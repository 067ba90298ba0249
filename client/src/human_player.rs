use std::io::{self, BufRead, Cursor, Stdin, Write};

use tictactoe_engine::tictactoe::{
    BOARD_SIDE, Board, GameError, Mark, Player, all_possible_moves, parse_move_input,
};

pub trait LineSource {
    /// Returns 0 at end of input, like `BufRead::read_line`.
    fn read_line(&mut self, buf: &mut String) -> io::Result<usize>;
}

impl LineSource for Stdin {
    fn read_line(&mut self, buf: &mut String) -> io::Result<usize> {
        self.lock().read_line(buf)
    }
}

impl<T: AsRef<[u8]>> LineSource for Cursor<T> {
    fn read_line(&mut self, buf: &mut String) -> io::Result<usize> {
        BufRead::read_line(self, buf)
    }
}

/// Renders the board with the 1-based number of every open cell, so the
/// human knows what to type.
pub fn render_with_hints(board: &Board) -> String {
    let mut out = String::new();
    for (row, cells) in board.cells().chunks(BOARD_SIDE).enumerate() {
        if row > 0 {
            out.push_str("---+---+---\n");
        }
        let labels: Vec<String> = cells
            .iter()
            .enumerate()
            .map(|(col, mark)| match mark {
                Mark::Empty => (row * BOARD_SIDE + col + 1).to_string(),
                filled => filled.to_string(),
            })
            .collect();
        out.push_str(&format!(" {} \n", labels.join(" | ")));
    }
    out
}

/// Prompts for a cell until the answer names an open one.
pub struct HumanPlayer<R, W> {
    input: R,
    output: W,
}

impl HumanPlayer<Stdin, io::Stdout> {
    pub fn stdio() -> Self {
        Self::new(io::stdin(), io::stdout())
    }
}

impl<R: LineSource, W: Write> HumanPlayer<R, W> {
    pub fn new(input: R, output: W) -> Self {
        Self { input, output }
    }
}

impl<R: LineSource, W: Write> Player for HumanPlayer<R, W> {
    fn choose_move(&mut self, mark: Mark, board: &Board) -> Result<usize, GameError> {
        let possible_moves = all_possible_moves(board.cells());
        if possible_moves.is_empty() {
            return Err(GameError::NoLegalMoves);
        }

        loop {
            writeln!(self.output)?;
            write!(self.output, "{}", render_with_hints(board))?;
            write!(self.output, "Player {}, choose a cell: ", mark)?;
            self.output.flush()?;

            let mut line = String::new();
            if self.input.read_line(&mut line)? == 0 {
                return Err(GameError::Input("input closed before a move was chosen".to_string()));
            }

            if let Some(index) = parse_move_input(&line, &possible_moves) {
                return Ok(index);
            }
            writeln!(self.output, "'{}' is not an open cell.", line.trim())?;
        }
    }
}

──────────

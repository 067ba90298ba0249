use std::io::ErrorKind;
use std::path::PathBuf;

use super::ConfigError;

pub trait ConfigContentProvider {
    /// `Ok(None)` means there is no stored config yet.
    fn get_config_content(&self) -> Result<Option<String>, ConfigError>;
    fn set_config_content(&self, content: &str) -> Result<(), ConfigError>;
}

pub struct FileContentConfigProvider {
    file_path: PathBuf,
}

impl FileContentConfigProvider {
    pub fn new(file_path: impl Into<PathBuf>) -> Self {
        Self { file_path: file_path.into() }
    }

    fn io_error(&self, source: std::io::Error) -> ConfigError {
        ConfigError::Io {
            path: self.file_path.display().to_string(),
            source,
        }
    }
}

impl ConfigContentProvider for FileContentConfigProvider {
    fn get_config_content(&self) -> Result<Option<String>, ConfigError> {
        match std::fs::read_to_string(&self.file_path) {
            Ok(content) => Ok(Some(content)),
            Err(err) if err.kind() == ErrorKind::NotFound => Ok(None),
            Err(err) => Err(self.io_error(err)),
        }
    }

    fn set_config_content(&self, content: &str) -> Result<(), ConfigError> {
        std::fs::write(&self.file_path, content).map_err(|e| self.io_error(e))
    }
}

──────────

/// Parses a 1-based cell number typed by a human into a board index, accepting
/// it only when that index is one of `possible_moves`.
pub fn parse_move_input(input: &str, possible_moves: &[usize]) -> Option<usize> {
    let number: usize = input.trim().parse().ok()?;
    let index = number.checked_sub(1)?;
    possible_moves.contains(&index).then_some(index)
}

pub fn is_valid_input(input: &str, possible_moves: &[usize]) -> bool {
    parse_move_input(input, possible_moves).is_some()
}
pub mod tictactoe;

──────────

[TASK PROMPT]: All lines in the data above from the one with "impl<R: LineSource, W: Write> HumanPlayer<R, W>" through the one with "impl<R: LineSource, W: Write> Player" must be repeated exactly, and no others.

[YOUR RESPONSE]:
impl<R: LineSource, W: Write> HumanPlayer<R, W> {
    pub fn new(input: R, output: W) -> Self {
        Self { input, output }
    }
}

impl<R: LineSource, W: Write> Player for HumanPlayer<R, W> {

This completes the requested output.